Le protocole ORC-20, conçu pour être rétrocompatible avec BRC-20, est destiné à améliorer l’adaptabilité, l’évolutivité et la sécurité, à éliminer la possibilité de doubles dépenses et à prendre en charge l’annulation des transactions.
Les jetons SRC-20 ont des spécifications similaires à BRC-20, mais sont basés sur le protocole BTC Stamps, qui diffère du BRC-20 basé sur les ordinaux. Le protocole Stamps intègre des images base64 dans les sorties de transaction BTC pour stocker en permanence les données correspondantes sur la blockchain Bitcoin. Cela étant dit, le protocole Stamps souffre d’une capacité de données limitée de seulement 8 Ko.
BRC-21 vise à introduire des actifs inter-chaînes dans le réseau Bitcoin. Par exemple, cela permettra la frappe de versions BRC-20 d’actifs d’autres réseaux (par exemple ETH et DAI) dans Bitcoin. L’implémentation de BRC-21 dans le réseau est similaire à celle de BRC-20, mais ajoute deux nouveaux champs : un pour la chaîne source et un pour le contrat de jeton de chaîne source.
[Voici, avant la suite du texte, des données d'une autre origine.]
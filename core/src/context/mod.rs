mod background_tasks;
mod config;
mod error;

pub use background_tasks::BackgroundTasks;
pub use config::{AppConfig, AppConfigExt, DEFINITIONS_FILE};
pub use error::ConfigError;
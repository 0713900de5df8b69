use std::io::Write;

const PROMPT: &str = "bossfall> ";

/// Print the prompt and read one line from stdin
pub fn readline() -> Result<String, String> {
    let mut stdout = std::io::stdout();
    write!(stdout, "{PROMPT}").map_err(|e| e.to_string())?;
    stdout.flush().map_err(|e| e.to_string())?;

    let mut buffer = String::new();
    let read = std::io::stdin()
        .read_line(&mut buffer)
        .map_err(|e| e.to_string())?;
    if read == 0 {
        // EOF behaves like `exit`
        return Ok("exit".to_string());
    }
    Ok(buffer)
}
BRC-30 est un mécanisme de jalonnement pour les jetons BTC et BRC-20. Étend la fonctionnalité des jetons BRC-20 et introduit une description du protocole de participation. Avec BRC-30, les utilisateurs peuvent utiliser leurs jetons BRC-20 et BTC comme garantie et recevoir les jetons BRC-30 correspondants en récompense, ce qui leur donne plus d’opportunités d’investissement.
tendances de l’industrie
L’arrivée des ordinaux a rendu les Bitcoin Satoshis plus distinctifs et rares, attirant plus de fonds du marché. Un certain nombre de protocoles et d’applications de jetons basés sur les ordinaux ont vu le jour, rendant l’écosystème Bitcoin encore plus dynamique. Comme nous le savons, Bitcoin connaîtra une autre réduction de moitié en 2024, ce qui réduira à nouveau de moitié les récompenses en bloc. L’apparition des ordinaux ouvre des possibilités de modifications du modèle de frais miniers après les futures réductions de moitié de Bitcoin.